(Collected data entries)
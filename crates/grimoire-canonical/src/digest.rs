use regex::Regex;
use serde::{Deserialize, Serialize};
use sha2::{Digest, Sha256};
use std::fmt;
use std::str::FromStr;
use std::sync::OnceLock;

use crate::validation::ValidationError;

fn hash_pattern() -> &'static Regex {
    static PATTERN: OnceLock<Regex> = OnceLock::new();
    PATTERN.get_or_init(|| Regex::new(r"^[0-9a-f]{64}$").expect("invalid regex"))
}

/// SHA-256 of canonical bytes, as 64 lowercase hex characters.
#[derive(Debug, Clone, PartialEq, Eq, PartialOrd, Ord, Hash, Serialize, Deserialize)]
#[serde(try_from = "String", into = "String")]
pub struct ContentHash(String);

impl ContentHash {
    /// Constructs a validated hash.
    pub fn new(hex: impl Into<String>) -> Result<Self, ValidationError> {
        let hex = hex.into();
        if !hash_pattern().is_match(&hex) {
            return Err(ValidationError::PatternMismatch {
                field: "content_hash",
                value: hex,
            });
        }
        Ok(ContentHash(hex))
    }

    /// Hashes `bytes` exactly as given. No salt, no version prefix.
    pub fn of(bytes: &[u8]) -> Self {
        ContentHash(hex::encode(Sha256::digest(bytes)))
    }

    /// Hex text.
    pub fn as_str(&self) -> &str {
        &self.0
    }

    /// First two hex characters, used for vault fan-out.
    pub fn prefix(&self) -> &str {
        &self.0[..2]
    }
}

impl fmt::Display for ContentHash {
    fn fmt(&self, f: &mut fmt::Formatter<'_>) -> fmt::Result {
        f.write_str(&self.0)
    }
}

impl FromStr for ContentHash {
    type Err = ValidationError;

    fn from_str(s: &str) -> Result<Self, Self::Err> {
        ContentHash::new(s)
    }
}

impl TryFrom<String> for ContentHash {
    type Error = ValidationError;

    fn try_from(value: String) -> Result<Self, Self::Error> {
        ContentHash::new(value)
    }
}

impl From<ContentHash> for String {
    fn from(value: ContentHash) -> Self {
        value.0
    }
}
/// Runs the normalization pipeline under one schema.
///
/// Steps, in order: materialize defaults, drop metadata, clear the
/// discriminant the tradition excludes, sanitize strings, normalize enums,
/// fix numeric precision, drop nested defaults, prune empty values, order
/// collections. Record validation runs after the tradition step, before any
/// rewriting. Ordering runs last so list positions only depend on the final
/// content of each element.
pub struct Canonicalizer<'s> {
    schema: &'s SpellSchema,
}

impl<'s> Canonicalizer<'s> {
    /// Creates a canonicalizer for the provided schema.
    pub fn new(schema: &'s SpellSchema) -> Self {
        Self { schema }
    }

    /// Produces the canonical projection, bytes, hash and hygiene report.
    pub fn canonicalize(
        &self,
        value: &Value,
    ) -> Result<CanonicalizationResult, CanonicalizationError> {
        self.canonicalize_with_report(value).map_err(|(err, _)| err)
    }

    /// Same as [`Canonicalizer::canonicalize`], returning the report even on error.
    pub fn canonicalize_with_report(
        &self,
        value: &Value,
    ) -> Result<CanonicalizationResult, (CanonicalizationError, HygieneReport)> {
        let mut report = HygieneReport::new(self.schema.version);
        match self.run(value, &mut report) {
            Ok(spell) => {
                let bytes = match to_canonical_bytes(&spell.to_value()) {
                    Ok(bytes) => bytes,
                    Err(err) => {
                        report.escalate(HygieneStatus::Invalid);
                        return Err((err, report));
                    }
                };
                let hash = ContentHash::of(&bytes);
                debug!(hash = %hash, bytes = bytes.len(), "canonicalized record");
                Ok(CanonicalizationResult {
                    spell,
                    bytes,
                    hash,
                    report,
                })
            }
            Err(err) => {
                report.escalate(HygieneStatus::Invalid);
                Err((err, report))
            }
        }
    }

    /// Normalizes the value of one top-level content field the way
    /// [`Canonicalizer::canonicalize`] would, without record validation.
    /// Returns `Value::Null` when nothing survives pruning.
    pub fn normalize_field(&self, field: &str, value: &Value) -> Result<Value, CanonicalizationError> {
        let mut report = HygieneReport::new(self.schema.version);
        let path = Path::root().push_field(field);
        let mut value = value.clone();
        self.sanitize_strings(&mut value, &path, &mut report);
        self.normalize_enums(&mut value, &path, &mut report);
        self.fix_precision(&mut value, &path)?;
        self.drop_lean_defaults(&mut value, &path, &mut report);
        if !self.prune(&mut value, &path, &mut report) {
            return Ok(Value::Null);
        }
        self.order_collections(&mut value, &path);
        Ok(value)
    }

    fn run(
        &self,
        value: &Value,
        report: &mut HygieneReport,
    ) -> Result<CanonicalSpell, CanonicalizationError> {
        let Value::Object(_) = value else {
            return Err(CanonicalizationError::InvalidStructure(
                "root: expected an object".into(),
            ));
        };
        let mut doc = value.clone();
        let status = validation::migrate(self.schema, &mut doc)?;
        if let Some(note) = status.note() {
            report.notes.push(note);
        }

        validation::materialize(self.schema, &mut doc);
        let Value::Object(mut map) = doc else {
            return Err(CanonicalizationError::InvalidStructure(
                "root: expected an object".into(),
            ));
        };
        self.filter_metadata(&mut map, report);
        self.clear_tradition(&mut map, report);

        let mut doc = Value::Object(map);
        validation::validate(self.schema, &doc)?;

        self.sanitize_strings(&mut doc, &Path::root(), report);
        self.normalize_enums(&mut doc, &Path::root(), report);
        self.fix_precision(&mut doc, &Path::root())?;
        self.drop_lean_defaults(&mut doc, &Path::root(), report);
        self.prune(&mut doc, &Path::root(), report);
        self.order_collections(&mut doc, &Path::root());
        self.note_fallbacks(&doc, report);

        match doc {
            Value::Object(map) => Ok(CanonicalSpell::from_map(map)),
            _ => Err(CanonicalizationError::InvalidStructure(
                "root: expected an object".into(),
            )),
        }
    }

    fn filter_metadata(&self, map: &mut Map<String, Value>, report: &mut HygieneReport) {
        map.retain(|key, _| {
            let keep = !self.schema.is_metadata(key);
            if !keep {
                report.bump("metadata_fields_dropped");
            }
            keep
        });
    }

    fn clear_tradition(&self, map: &mut Map<String, Value>, report: &mut HygieneReport) {
        let rule = &self.schema.tradition;
        let tradition = map
            .get(&rule.field)
            .and_then(Value::as_str)
            .and_then(|t| rule.classify(t));
        let cleared = match tradition {
            Some(Tradition::Arcane) => map.remove(&rule.divine_field),
            Some(Tradition::Divine) => map.remove(&rule.arcane_field),
            Some(Tradition::Both) | None => None,
        };
        if matches!(cleared, Some(ref v) if !v.is_null()) {
            report.warn("ClearedExcludedDiscriminant", "discriminants_cleared");
            debug!("cleared discriminant excluded by tradition");
        }
    }

    fn sanitize_strings(&self, value: &mut Value, path: &Path, report: &mut HygieneReport) {
        match value {
            Value::String(s) => {
                let clean = sanitize(s, self.schema.text_mode(&path.pattern()));
                if clean != *s {
                    report.bump("strings_normalized");
                    report.escalate(HygieneStatus::Ambiguous);
                    *s = clean;
                }
            }
            Value::Array(items) => {
                for (idx, item) in items.iter_mut().enumerate() {
                    self.sanitize_strings(item, &path.push_index(idx), report);
                }
            }
            Value::Object(map) => {
                for (key, child) in map.iter_mut() {
                    self.sanitize_strings(child, &path.push_field(key), report);
                }
            }
            _ => {}
        }
    }

    fn normalize_enums(&self, value: &mut Value, path: &Path, report: &mut HygieneReport) {
        match value {
            Value::String(s) => {
                let Some(table) = self.schema.enum_table(&path.pattern()) else {
                    return;
                };
                let (token, known) = table.resolve(s);
                if !known {
                    report.warn("UnknownEnumValue", "unknown_enum_values");
                    warn!(path = %path, value = %s, "unrecognized enum value kept");
                }
                if token != *s {
                    report.bump("enums_normalized");
                    report.escalate(HygieneStatus::Ambiguous);
                    *s = token;
                }
            }
            Value::Array(items) => {
                for (idx, item) in items.iter_mut().enumerate() {
                    self.normalize_enums(item, &path.push_index(idx), report);
                }
            }
            Value::Object(map) => {
                for (key, child) in map.iter_mut() {
                    self.normalize_enums(child, &path.push_field(key), report);
                }
            }
            _ => {}
        }
    }

    fn fix_precision(&self, value: &mut Value, path: &Path) -> Result<(), CanonicalizationError> {
        match value {
            Value::Number(num) => {
                if num.is_i64() || num.is_u64() {
                    return Ok(());
                }
                let f = num.as_f64().unwrap_or(f64::NAN);
                if !f.is_finite() {
                    return Err(CanonicalizationError::NonFiniteNumber(path.to_string()));
                }
                *value = round_number(f);
                Ok(())
            }
            Value::Array(items) => items
                .iter_mut()
                .enumerate()
                .try_for_each(|(idx, item)| self.fix_precision(item, &path.push_index(idx))),
            Value::Object(map) => map
                .iter_mut()
                .try_for_each(|(key, child)| self.fix_precision(child, &path.push_field(key))),
            _ => Ok(()),
        }
    }

    fn drop_lean_defaults(&self, value: &mut Value, path: &Path, report: &mut HygieneReport) {
        match value {
            Value::Array(items) => {
                for (idx, item) in items.iter_mut().enumerate() {
                    self.drop_lean_defaults(item, &path.push_index(idx), report);
                }
            }
            Value::Object(map) => {
                map.retain(|key, child| {
                    let lean = self.schema.is_lean_default(&path.push_field(key).pattern(), child);
                    if lean {
                        report.bump("defaults_dropped");
                    }
                    !lean
                });
                for (key, child) in map.iter_mut() {
                    self.drop_lean_defaults(child, &path.push_field(key), report);
                }
            }
            _ => {}
        }
    }

    fn order_collections(&self, value: &mut Value, path: &Path) {
        match value {
            Value::Array(items) => {
                for (idx, item) in items.iter_mut().enumerate() {
                    self.order_collections(item, &path.push_index(idx));
                }
            }
            Value::Object(map) => {
                for (key, child) in map.iter_mut() {
                    self.order_collections(child, &path.push_field(key));
                }
                let keys: Vec<String> = map.keys().cloned().collect();
                for key in keys {
                    let pattern = path.push_field(&key).pattern();
                    if self.schema.sequences.contains(&pattern) {
                        continue;
                    }
                    if self.schema.is_set(&pattern) {
                        if let Some(Value::Array(items)) = map.get_mut(&key) {
                            sort_set(items);
                        }
                    } else if let Some(policy) = self.schema.keyed_list(&pattern) {
                        if execution_ordered(policy, map) {
                            continue;
                        }
                        if let Some(Value::Array(items)) = map.get_mut(&key) {
                            sort_keyed(items, &policy.sort_by);
                        }
                    }
                }
            }
            _ => {}
        }
    }

    /// Returns whether `value` survives.
    fn prune(&self, value: &mut Value, path: &Path, report: &mut HygieneReport) -> bool {
        let required = path.depth() == 0 || self.schema.is_required(&path.pattern());
        match value {
            Value::Null => false,
            Value::String(s) => required || !s.is_empty(),
            Value::Array(items) => {
                let mut idx = 0;
                items.retain_mut(|item| {
                    let keep = self.prune(item, &path.push_index(idx), report);
                    idx += 1;
                    keep
                });
                required || !items.is_empty()
            }
            Value::Object(map) => {
                map.retain(|key, child| {
                    let keep = self.prune(child, &path.push_field(key), report);
                    if !keep {
                        report.bump("fields_pruned");
                    }
                    keep
                });
                required || !map.is_empty()
            }
            Value::Bool(_) | Value::Number(_) => true,
        }
    }

    fn note_fallbacks(&self, value: &Value, report: &mut HygieneReport) {
        let Value::Object(map) = value else {
            return;
        };
        for (key, child) in map {
            let fallback = match child {
                Value::Object(inner) => {
                    inner.contains_key("raw_legacy_value")
                        || inner.get("kind").and_then(Value::as_str) == Some("dm_adjudicated")
                        || (key == "magic_resistance"
                            && inner.get("kind").and_then(Value::as_str) == Some("special"))
                }
                _ => false,
            };
            if fallback {
                report.warn("SpecialFallback", "special_fallbacks");
                report.escalate(HygieneStatus::Lossy);
            }
        }
    }
}
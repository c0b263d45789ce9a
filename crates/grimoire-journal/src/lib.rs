//! Append-only commit log for Grimoire record stores.
//!
//! This crate provides:
//! - Framed, append-only storage for JSON commit and checkpoint payloads
//! - Reader/writer APIs with strict and permissive modes
//! - Torn-tail recovery: a frame cut short by a crash is discarded on open
//!
//! Core invariants:
//! - Every frame carries its payload length and a SHA-256-derived checksum
//! - A reader never yields a frame whose payload fails its checksum
//! - After [`JournalWriter::open`], the file is a complete prefix of frames
//!
//! ## Quick Start
//!
//! ```rust,no_run
//! use grimoire_journal::{FrameKind, JournalReader, JournalWriter, ReadMode, WriteOptions};
//! use serde_json::{json, Value};
//!
//! let mut writer = JournalWriter::open("records.grj", WriteOptions::default())?;
//! writer.append_commit(&json!({"seq": 1, "records": []}))?;
//! writer.append_checkpoint(&json!({"processed": 0}))?;
//! writer.finish()?;
//!
//! let mut reader = JournalReader::open("records.grj", ReadMode::Permissive)?;
//! while let Some(entry) = reader.read_entry()? {
//!     if entry.kind == FrameKind::Commit {
//!         let commit: Value = entry.decode()?;
//!         println!("commit {}", commit["seq"]);
//!     }
//! }
//! # Ok::<(), Box<dyn std::error::Error>>(())
//! ```

#![deny(missing_docs)]

/// Error types for journal operations.
pub mod errors;
/// Frame structure and serialization.
pub mod frame;
/// Journal reader implementation.
pub mod reader;
/// Journal writer implementation.
pub mod writer;

pub use errors::JournalError;
pub use frame::{FrameKind, JournalHeader, RecordFrame};
pub use reader::{Entry, JournalReader, ReadMode};
pub use writer::{JournalWriter, WriteOptions};
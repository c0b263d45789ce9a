use serde_json::Value;
use std::fmt;

#[derive(Debug, Clone)]
enum Segment {
    Field(String),
    Index(usize),
}

/// Helper for building JSON paths while walking a document.
///
/// `Display` gives the concrete location (`damage.parts[1].id`); `pattern`
/// gives the form schema policies are keyed by (`damage.parts[].id`).
#[derive(Debug, Clone, Default)]
pub(crate) struct Path {
    segments: Vec<Segment>,
}

impl Path {
    pub(crate) fn root() -> Self {
        Self::default()
    }

    pub(crate) fn push_field(&self, field: &str) -> Self {
        let mut segments = self.segments.clone();
        segments.push(Segment::Field(field.to_string()));
        Self { segments }
    }

    pub(crate) fn push_index(&self, index: usize) -> Self {
        let mut segments = self.segments.clone();
        segments.push(Segment::Index(index));
        Self { segments }
    }

    pub(crate) fn depth(&self) -> usize {
        self.segments.len()
    }

    pub(crate) fn pattern(&self) -> String {
        let mut out = String::new();
        for segment in &self.segments {
            match segment {
                Segment::Field(name) => {
                    if !out.is_empty() {
                        out.push('.');
                    }
                    out.push_str(name);
                }
                Segment::Index(_) => out.push_str("[]"),
            }
        }
        out
    }
}

impl fmt::Display for Path {
    fn fmt(&self, f: &mut fmt::Formatter<'_>) -> fmt::Result {
        if self.segments.is_empty() {
            return write!(f, "root");
        }
        for (i, segment) in self.segments.iter().enumerate() {
            match segment {
                Segment::Field(name) if i == 0 => write!(f, "{}", name)?,
                Segment::Field(name) => write!(f, ".{}", name)?,
                Segment::Index(idx) => write!(f, "[{}]", idx)?,
            }
        }
        Ok(())
    }
}

/// Looks up a dotted object path such as `components.verbal`.
pub(crate) fn lookup<'a>(value: &'a Value, dotted: &str) -> Option<&'a Value> {
    dotted
        .split('.')
        .try_fold(value, |current, key| current.as_object()?.get(key))
}
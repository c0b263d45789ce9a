//! Journal reader implementation.

use crate::errors::JournalError;
use crate::frame::{FrameKind, JournalHeader, RecordFrame, FRAME_HEADER_SIZE, HEADER_SIZE};
use serde::de::DeserializeOwned;
use std::fs::File;
use std::io::{self, Read, Seek};
use std::path::Path;
use tracing::warn;

/// Read mode for handling a torn tail.
#[derive(Debug, Clone, Copy, PartialEq, Eq)]
pub enum ReadMode {
    /// Truncated frames and checksum mismatches are errors.
    Strict,
    /// A truncated or corrupt frame ends the journal.
    Permissive,
}

/// One complete frame read from the journal.
#[derive(Debug, Clone, PartialEq, Eq)]
pub struct Entry {
    /// Frame kind.
    pub kind: FrameKind,
    /// Byte offset of the frame header.
    pub offset: u64,
    /// Payload bytes, checksum verified.
    pub payload: Vec<u8>,
}

impl Entry {
    /// Decodes the JSON payload.
    pub fn decode<T: DeserializeOwned>(&self) -> Result<T, JournalError> {
        Ok(serde_json::from_slice(&self.payload)?)
    }
}

/// Sequential reader over a journal file.
///
/// In [`ReadMode::Permissive`] the first frame that is cut short or fails
/// its checksum is treated as end-of-file, and [`JournalReader::torn_at`]
/// reports where it began. Everything before that offset is a complete
/// prefix of commits.
///
/// # Example
///
/// ```rust,no_run
/// use grimoire_journal::{JournalReader, ReadMode};
///
/// let mut reader = JournalReader::open("records.grj", ReadMode::Strict)?;
/// while let Some(entry) = reader.read_entry()? {
///     println!("{:?} frame at {}", entry.kind, entry.offset);
/// }
/// # Ok::<(), Box<dyn std::error::Error>>(())
/// ```
pub struct JournalReader {
    file: File,
    mode: ReadMode,
    position: u64,
    file_size: u64,
    torn_at: Option<u64>,
}

impl JournalReader {
    /// Opens a journal file for reading.
    ///
    /// The file header is validated and the reader is positioned at the first
    /// frame after the header.
    ///
    /// # Errors
    ///
    /// Returns [`JournalError`] if the file cannot be opened or its header
    /// is invalid.
    pub fn open<P: AsRef<Path>>(path: P, mode: ReadMode) -> Result<Self, JournalError> {
        let mut file = File::open(path)?;
        file.seek(io::SeekFrom::Start(0))?;
        let mut header_bytes = [0u8; HEADER_SIZE];
        file.read_exact(&mut header_bytes)?;
        JournalHeader::from_bytes(&header_bytes)?;
        let file_size = file.metadata()?.len();

        Ok(Self {
            file,
            mode,
            position: HEADER_SIZE as u64,
            file_size,
            torn_at: None,
        })
    }

    /// Returns the current read position in the file.
    pub fn position(&self) -> u64 {
        self.position
    }

    /// Offset of the torn frame that ended a permissive read, if any.
    pub fn torn_at(&self) -> Option<u64> {
        self.torn_at
    }

    fn torn(&mut self, offset: u64, err: JournalError) -> Result<Option<Entry>, JournalError> {
        if self.mode == ReadMode::Strict {
            return Err(err);
        }
        warn!(offset, error = %err, "journal ends in a torn frame");
        self.torn_at = Some(offset);
        Ok(None)
    }

    /// Reads the next complete frame of any kind.
    ///
    /// Returns `Ok(None)` at end-of-file, and in permissive mode at the
    /// first torn frame.
    pub fn read_frame(&mut self) -> Result<Option<Entry>, JournalError> {
        if self.torn_at.is_some() || self.position >= self.file_size {
            return Ok(None);
        }
        let offset = self.position;
        self.file.seek(io::SeekFrom::Start(offset))?;

        let mut header_bytes = [0u8; FRAME_HEADER_SIZE];
        match self.file.read_exact(&mut header_bytes) {
            Ok(()) => {}
            Err(e) if e.kind() == io::ErrorKind::UnexpectedEof => {
                return self.torn(offset, JournalError::TruncatedFrame { offset });
            }
            Err(e) => return Err(e.into()),
        }

        let frame = match RecordFrame::from_bytes(&header_bytes) {
            Ok(frame) => frame,
            Err(JournalError::InvalidFrame { reason, .. }) => {
                return self.torn(offset, JournalError::InvalidFrame { offset, reason });
            }
            Err(other) => return Err(other),
        };

        let mut payload = vec![0u8; frame.len as usize];
        match self.file.read_exact(&mut payload) {
            Ok(()) => {}
            Err(e) if e.kind() == io::ErrorKind::UnexpectedEof => {
                return self.torn(offset, JournalError::TruncatedFrame { offset });
            }
            Err(e) => return Err(e.into()),
        }
        if !frame.verifies(&payload) {
            return self.torn(offset, JournalError::ChecksumMismatch { offset });
        }

        self.position = offset + FRAME_HEADER_SIZE as u64 + frame.len as u64;
        Ok(Some(Entry {
            kind: frame.kind,
            offset,
            payload,
        }))
    }

    /// Reads the next commit or checkpoint frame, skipping unknown kinds.
    pub fn read_entry(&mut self) -> Result<Option<Entry>, JournalError> {
        loop {
            match self.read_frame()? {
                None => return Ok(None),
                Some(Entry {
                    kind: FrameKind::Unknown(_),
                    ..
                }) => continue,
                Some(entry) => return Ok(Some(entry)),
            }
        }
    }

    /// Reads every remaining frame and returns the length of the complete
    /// prefix: the offset just past the last good frame.
    pub fn valid_len(&mut self) -> Result<u64, JournalError> {
        while self.read_frame()?.is_some() {}
        Ok(self.position)
    }
}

WHAT TO PRODUCE:
Begin at the top of the records above and quote each line exactly, ending with the line that contains "pub fn new(hex: impl".

TASK SOLUTION:
filename crates/grimoire-canonical/src/digest.rs
use regex::Regex;
use serde::{Deserialize, Serialize};
use sha2::{Digest, Sha256};
use std::fmt;
use std::str::FromStr;
use std::sync::OnceLock;

use crate::validation::ValidationError;

fn hash_pattern() -> &'static Regex {
    static PATTERN: OnceLock<Regex> = OnceLock::new();
    PATTERN.get_or_init(|| Regex::new(r"^[0-9a-f]{64}$").expect("invalid regex"))
}

/// SHA-256 of canonical bytes, as 64 lowercase hex characters.
#[derive(Debug, Clone, PartialEq, Eq, PartialOrd, Ord, Hash, Serialize, Deserialize)]
#[serde(try_from = "String", into = "String")]
pub struct ContentHash(String);

impl ContentHash {
    /// Constructs a validated hash.
    pub fn new(hex: impl Into<String>) -> Result<Self, ValidationError> {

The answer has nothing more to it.